President John F. Kennedy speaks before a joint session of Congress, May 25, 1961. In this address, the president announced that the United States would aim to put astronauts on the moon by the end of the 1960s. (Image: © NASA)
JFK came to that conclusion after discussing the idea with NASA. In 1959, just a year after it was established, the space agency had identified the moon as the long-term target for its human-spaceflight program, according to space policy expert John Logsdon. By early 1961, quick-and-dirty analyses had convinced the agency that, while a crewed lunar mission would be tough and require significant innovation, there were no technological showstoppers that would prevent it from happening.
"That formed the basis of NASA telling Kennedy, 'If you commit the resources, Mr.
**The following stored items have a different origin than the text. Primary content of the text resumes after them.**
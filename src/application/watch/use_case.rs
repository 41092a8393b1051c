//! Watch Use Case implementation

use std::path::PathBuf;
use std::sync::atomic::{AtomicBool, Ordering};
use std::sync::mpsc::channel;
use std::sync::Arc;
use std::time::{Duration, Instant};

use notify::{Config, Event, RecommendedWatcher, RecursiveMode, Watcher};

use crate::application::compile::{CompileResult, HoldrCompiler};
use crate::domain::ports::FileSystem;
use crate::error::HoldrResult;

use super::event::{classify_changes, is_layout_candidate, WatchEvent, WatchOptions, WatcherState};

/// Watch Use Case
///
/// Runs a full compile, then recompiles the layouts touched by every debounced
/// batch of file system events. Compile failures are reported as
/// [`WatchEvent::Error`] and watching continues.
pub struct WatchUseCase<FS: FileSystem> {
    compiler: HoldrCompiler<FS>,
    options: WatchOptions,
}

impl<FS: FileSystem> WatchUseCase<FS> {
    pub fn new(compiler: HoldrCompiler<FS>, options: WatchOptions) -> Self {
        Self { compiler, options }
    }

    pub fn compiler(&self) -> &HoldrCompiler<FS> {
        &self.compiler
    }

    /// Start watching (blocking)
    ///
    /// Blocks until `running` is set to false.
    pub fn start<F>(&self, running: Arc<AtomicBool>, on_event: F) -> HoldrResult<()>
    where
        F: Fn(WatchEvent),
    {
        let watching: Vec<PathBuf> = self
            .options
            .res_dirs
            .iter()
            .filter(|dir| dir.is_dir())
            .cloned()
            .collect();

        on_event(WatchEvent::WatchStarted {
            watching: watching.iter().map(|d| d.display().to_string()).collect(),
        });

        self.initial_compile(&on_event);

        let (tx, rx) = channel();
        let mut watcher = RecommendedWatcher::new(
            move |res: Result<Event, notify::Error>| {
                if let Ok(event) = res {
                    for path in event.paths {
                        let _ = tx.send(path);
                    }
                }
            },
            Config::default(),
        )?;

        for dir in &watching {
            watcher.watch(dir, RecursiveMode::Recursive)?;
        }

        // notify may replay events for existing files right after registration
        let cooldown_end = Instant::now() + self.options.startup_cooldown;
        while Instant::now() < cooldown_end {
            let _ = rx.recv_timeout(Duration::from_millis(50));
        }

        let mut state = WatcherState::new();
        while running.load(Ordering::SeqCst) {
            if let Ok(path) = rx.recv_timeout(Duration::from_millis(50)) {
                if is_layout_candidate(&path) {
                    state.add_change(path);
                }
            }

            if state.should_sync() {
                self.process_batch(state.take_changes(), &on_event);
            }
        }

        on_event(WatchEvent::Shutdown);
        Ok(())
    }

    /// Full compile of every watched resource root
    pub fn initial_compile(&self, on_event: &impl Fn(WatchEvent)) {
        on_event(WatchEvent::CompileStarted);
        let result = self.compiler.compile(&self.options.res_dirs);
        report(result, on_event);
    }

    /// Incremental compile for one debounced batch of paths
    pub fn process_batch(&self, paths: Vec<PathBuf>, on_event: &impl Fn(WatchEvent)) {
        let fs = self.compiler.file_system();
        let (changed, removed) = classify_changes(paths, |path| fs.is_file(path));
        if changed.is_empty() && removed.is_empty() {
            return;
        }

        for path in &changed {
            on_event(WatchEvent::FileChanged {
                path: path.display().to_string(),
            });
        }
        for path in &removed {
            on_event(WatchEvent::FileRemoved {
                path: path.display().to_string(),
            });
        }

        on_event(WatchEvent::CompileStarted);
        let result = self.compiler.compile_incremental(&changed, &removed);
        report(result, on_event);
    }
}

fn report(result: HoldrResult<CompileResult>, on_event: &impl Fn(WatchEvent)) {
    match result {
        Ok(result) => on_event(WatchEvent::CompileComplete {
            written: result.written.len(),
            unchanged: result.unchanged.len(),
            pruned: result.pruned.len(),
        }),
        Err(e) => on_event(WatchEvent::Error {
            message: e.to_string(),
        }),
    }
}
President, we think we can do it," Logsdon, a professor emeritus of political science and international affairs at George Washington University's Elliott School of International Affairs in Washington, D.C., told Space.com.
"So, the NASA leadership had a relatively high degree of confidence in the basic doability of a lunar-landing program, even though the way they thought it would happen at the time was not the way it happened," he added.
Getting the money, of course, was a big part of pulling the moonshot off. And JFK had a big advantage there: his vice president was Lyndon Johnson, a former majority leader of the U.S. Senate with a long history of pulling strings on Capitol Hill. (Robert Caro's famous biography of Johnson is called "Master of the Senate.")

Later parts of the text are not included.